Diprotodon is an ancient marsupial and a far relative of modern wombats and koalas. It lived from 1.6 million – 45 thousand years ago and was massive: it was 1.8 metres tall and 3.5 metres long and weighed three-tonnes. Now, it turns out it was also a migratory species.
They drilled various Diprotodon teeth to analyse the biochemical signal of strontium, an element found in plants growing in certain types of rock and soil.
“Everyone knows the saying ‘you are what you eat’, but it’s also true that ‘you are where you ate’. Plants growing in a certain area will pick up the geological signature of the rocks and soil on which they grow,” Price says.
“If a herbivore comes along and consumes that plant, that signature (in this case, strontium) becomes fixed into their growing tissues. If that same species of plant occurred elsewhere but in a different geological province, it will look the same, most likely taste the same, but will have a different strontium signature,” he adds.
Using this approach Price and his team found that the strontium content in the upper ever-growing incisor tooth of Diprotodon varied in a way that was consistent with the animal feeding across different geographical areas. Their analyses supported a scenario where these marsupial beasts migrated up to 200 km per year across Eastern Australia.
Gilbert price working on the Diprotodon teeth.
A new light on Australia’s Ice Age Fauna
Scientist know about the existence of several massive species that lived during Australia’s prehistoric Ice Age, but little is known about how they behaved. “We have plenty of fossil bones here and there, but a very poor understanding about megafaunal biology and ecology,” says Price.

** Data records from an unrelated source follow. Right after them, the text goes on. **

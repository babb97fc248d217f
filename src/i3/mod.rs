//! i3-specific implementations.
//!
//! This module provides concrete backends for the
//! [`WindowManager`](crate::traits::WindowManager) and
//! [`EventSource`](crate::traits::EventSource) traits, powered by i3's IPC
//! socket.  sway speaks the same protocol, so everything here works there
//! too.
//!
//! Nothing outside this module should reference i3 directly.

pub mod events;
pub mod protocol;
pub mod wm;

use std::path::{Path, PathBuf};
use std::process::Command;

/// Errors that can occur when talking to i3.
#[derive(Debug, thiserror::Error)]
#[error("i3 IPC error: {0}")]
pub struct I3Error(pub(crate) String);

/// Resolve the IPC socket path.
///
/// Uses `configured` when given, then `$I3SOCK`, then `$SWAYSOCK`, and
/// finally asks `i3 --get-socketpath`.
pub fn socket_path(configured: Option<&Path>) -> Result<PathBuf, I3Error> {
    if let Some(path) = configured {
        return Ok(path.to_path_buf());
    }
    for var in ["I3SOCK", "SWAYSOCK"] {
        if let Ok(value) = std::env::var(var) {
            if !value.trim().is_empty() {
                return Ok(PathBuf::from(value.trim()));
            }
        }
    }

    let output = Command::new("i3")
        .arg("--get-socketpath")
        .output()
        .map_err(|e| I3Error(format!("run i3 --get-socketpath: {}", e)))?;
    if !output.status.success() {
        return Err(I3Error(format!(
            "i3 --get-socketpath exited with {}",
            output.status
        )));
    }
    let path = String::from_utf8_lossy(&output.stdout).trim().to_string();
    if path.is_empty() {
        return Err(I3Error("i3 --get-socketpath printed nothing".into()));
    }
    Ok(PathBuf::from(path))
}

#[cfg(test)]
mod tests {
    use super::*;

    #[test]
    fn configured_path_wins() {
        let path = socket_path(Some(Path::new("/tmp/configured.sock"))).unwrap();
        assert_eq!(path, PathBuf::from("/tmp/configured.sock"));
    }
}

This study is the first to provide solid evidence about the behaviour of Australia’s extinct megafauna.
“Being capable of seasonal migration is something we often attribute to large African herbivores like wildebeests, zebras, and elephants, or caribou in the Arctic. This is the first time seasonal migrations of large mammals has been documented in ancient Australian megaherbivores,” says Larisa DeSantis a paleontologist and assistant professor at Vanderbilt University.
“You can probably imagine scenes of zebra and wildebeest tracking across vast grasslands, with a diverse range of other herbivores following in toe. That’s probably like Australia 300 thousand years ago, but dominated by marsupials,” Price says.
The migratory patterns followed by Diprotodon also have important implications for our understanding of extinction risks, suggesting that certain foods might have been limited or only seasonally available, driving migratory patterns, DeSantis explains.
”Much like wildebeests today are vulnerable to climate change, their migrations are largely driven by precipitation, and they are reliant on forage throughout large areas of Africa. Diprotodon may have also succumbed to such vulnerabilities with the aridification of Sahul during the latest Pleistocene.”